§ **Dataset entries**:

______

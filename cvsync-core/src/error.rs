//! Error types for cvsync-core.

use std::path::PathBuf;

use thiserror::Error;

/// All errors that can arise while locating, loading, or validating `config.toml`.
#[derive(Debug, Error)]
pub enum ConfigError {
    /// Underlying I/O failure while reading the file.
    #[error("I/O error at {path}: {source}")]
    Io {
        path: PathBuf,
        #[source]
        source: std::io::Error,
    },

    /// TOML parse error on load, with file path and line context from `toml`.
    #[error("failed to parse config at {path}: {source}")]
    Parse {
        path: PathBuf,
        #[source]
        source: toml::de::Error,
    },

    /// TOML serialization error (`cvsync config show`).
    #[error("TOML serialization error: {0}")]
    Serialize(#[from] toml::ser::Error),

    /// No config file at the expected location.
    #[error("config not found at {path}")]
    NotFound { path: PathBuf },

    /// The file parsed but a value is unusable.
    #[error("invalid config value `{field}`: {reason}")]
    Invalid { field: &'static str, reason: String },
}

/// Errors from the field normalizer.
#[derive(Debug, Error, PartialEq, Eq)]
pub enum NormalizeError {
    /// A cleaning mode name other than `alphanumeric` / `alphabetic`.
    #[error("unknown cleaning mode '{0}'; expected: alphanumeric, alphabetic")]
    InvalidMode(String),
}
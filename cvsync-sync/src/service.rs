//! Capability traits for the two remote systems.
//!
//! The engine never sees HTTP; `cvsync-clients` implements these for the real
//! APIs and tests implement them in memory.

use async_trait::async_trait;

use cvsync_core::{BusinessCode, SourceDepartment, SourceEmployee, TargetDepartment, TargetPerson};

/// Opaque failure from a remote call.
pub type ServiceError = Box<dyn std::error::Error + Send + Sync + 'static>;

pub type ServiceResult<T> = Result<T, ServiceError>;

/// Read-only view of MetaContrata.
#[async_trait]
pub trait SourceDirectory: Send + Sync {
    /// Every subcontractor, mirrored as a CV department.
    async fn list_business_units(&self) -> ServiceResult<Vec<SourceDepartment>>;

    async fn list_employees(&self) -> ServiceResult<Vec<SourceEmployee>>;
}

/// Read/write view of CVSecurity.
#[async_trait]
pub trait TargetDirectory: Send + Sync {
    async fn list_departments(&self) -> ServiceResult<Vec<TargetDepartment>>;

    async fn create_or_update_department(&self, department: &TargetDepartment)
        -> ServiceResult<()>;

    async fn delete_department(&self, code: &BusinessCode) -> ServiceResult<()>;

    async fn list_persons(&self) -> ServiceResult<Vec<TargetPerson>>;

    /// Upsert one batch of persons in a single call.
    async fn bulk_create_or_update_persons(&self, persons: &[TargetPerson]) -> ServiceResult<()>;

    /// Delete one batch of persons by pin in a single call.
    async fn bulk_delete_persons(&self, pins: &[BusinessCode]) -> ServiceResult<()>;
}
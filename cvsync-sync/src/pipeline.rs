//! Shared sync cycle entrypoint used by the CLI and the daemon.

use std::fmt;
use std::str::FromStr;

use cvsync_core::SyncSettings;

use crate::department::{reconcile_departments, DepartmentReport};
use crate::employee::{reconcile_employees, EmployeeReport};
use crate::error::SyncError;
use crate::service::{SourceDirectory, TargetDirectory};

/// Which entity types a cycle reconciles.
#[derive(Debug, Clone, Copy, PartialEq, Eq, Default)]
pub enum SyncScope {
    /// Departments, then employees.
    #[default]
    All,
    Departments,
    Employees,
}

impl SyncScope {
    pub fn includes_departments(self) -> bool {
        matches!(self, SyncScope::All | SyncScope::Departments)
    }

    pub fn includes_employees(self) -> bool {
        matches!(self, SyncScope::All | SyncScope::Employees)
    }
}

impl fmt::Display for SyncScope {
    fn fmt(&self, f: &mut fmt::Formatter<'_>) -> fmt::Result {
        match self {
            SyncScope::All => write!(f, "all"),
            SyncScope::Departments => write!(f, "departments"),
            SyncScope::Employees => write!(f, "employees"),
        }
    }
}

impl FromStr for SyncScope {
    type Err = String;

    fn from_str(s: &str) -> Result<Self, Self::Err> {
        match s {
            "all" => Ok(SyncScope::All),
            "departments" => Ok(SyncScope::Departments),
            "employees" => Ok(SyncScope::Employees),
            other => Err(format!("unknown sync scope '{other}'")),
        }
    }
}

/// Result of one cycle. `None` means the entity type was out of scope.
#[derive(Debug, Default)]
pub struct CycleReport {
    pub departments: Option<Result<DepartmentReport, SyncError>>,
    pub employees: Option<Result<EmployeeReport, SyncError>>,
}

impl CycleReport {
    /// `true` when every reconciliation that ran finished without failures.
    pub fn is_success(&self) -> bool {
        let departments_ok = match &self.departments {
            None => true,
            Some(Ok(report)) => report.is_success(),
            Some(Err(_)) => false,
        };
        let employees_ok = match &self.employees {
            None => true,
            Some(Ok(report)) => report.is_success(),
            Some(Err(_)) => false,
        };
        departments_ok && employees_ok
    }
}

/// Run one sync cycle for `scope`.
///
/// Departments always go first because persons reference department codes. A
/// failed department reconciliation is logged and employees still run.
pub async fn run(
    source: &dyn SourceDirectory,
    target: &dyn TargetDirectory,
    settings: &SyncSettings,
    scope: SyncScope,
    dry_run: bool,
) -> CycleReport {
    let mut report = CycleReport::default();

    if scope.includes_departments() {
        tracing::info!("reconciling departments");
        let result = reconcile_departments(source, target, settings, dry_run).await;
        match &result {
            Ok(r) => tracing::info!(
                created = r.created.len(),
                deleted = r.deleted.len(),
                failed = r.failures.len(),
                "departments reconciled",
            ),
            Err(e) => tracing::error!(error = %e, "department reconciliation aborted"),
        }
        report.departments = Some(result);
    }

    if scope.includes_employees() {
        tracing::info!("reconciling employees");
        let result = reconcile_employees(source, target, settings, dry_run).await;
        match &result {
            Ok(r) => tracing::info!(
                created = r.created,
                updated = r.updated,
                deleted = r.deleted,
                failed = r.failures.len(),
                "employees reconciled",
            ),
            Err(e) => tracing::error!(error = %e, "employee reconciliation aborted"),
        }
        report.employees = Some(result);
    }

    report
}

#[cfg(test)]
mod tests {
    use rstest::rstest;

    use super::*;

    #[rstest]
    #[case("all", SyncScope::All, true, true)]
    #[case("departments", SyncScope::Departments, true, false)]
    #[case("employees", SyncScope::Employees, false, true)]
    fn scope_parses_and_selects(
        #[case] text: &str,
        #[case] scope: SyncScope,
        #[case] departments: bool,
        #[case] employees: bool,
    ) {
        assert_eq!(text.parse::<SyncScope>(), Ok(scope));
        assert_eq!(scope.to_string(), text);
        assert_eq!(scope.includes_departments(), departments);
        assert_eq!(scope.includes_employees(), employees);
    }

    #[test]
    fn unknown_scope_is_rejected() {
        assert!("persons".parse::<SyncScope>().is_err());
    }

    #[test]
    fn empty_report_is_success() {
        assert!(CycleReport::default().is_success());
    }

    #[test]
    fn report_with_failed_reconciliation_is_not_success() {
        let report = CycleReport {
            departments: Some(Ok(DepartmentReport::default())),
            employees: Some(Err(SyncError::Fetch {
                side: crate::Side::Source,
                what: "employees",
                source: "timeout".into(),
            })),
        };
        assert!(!report.is_success());
    }
}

______

§ **PROBLEM STATEMENT**: Your answer should be a single number: the tally of lines in the entries that include the word "path".

§ **YOUR SOLUTION**: 8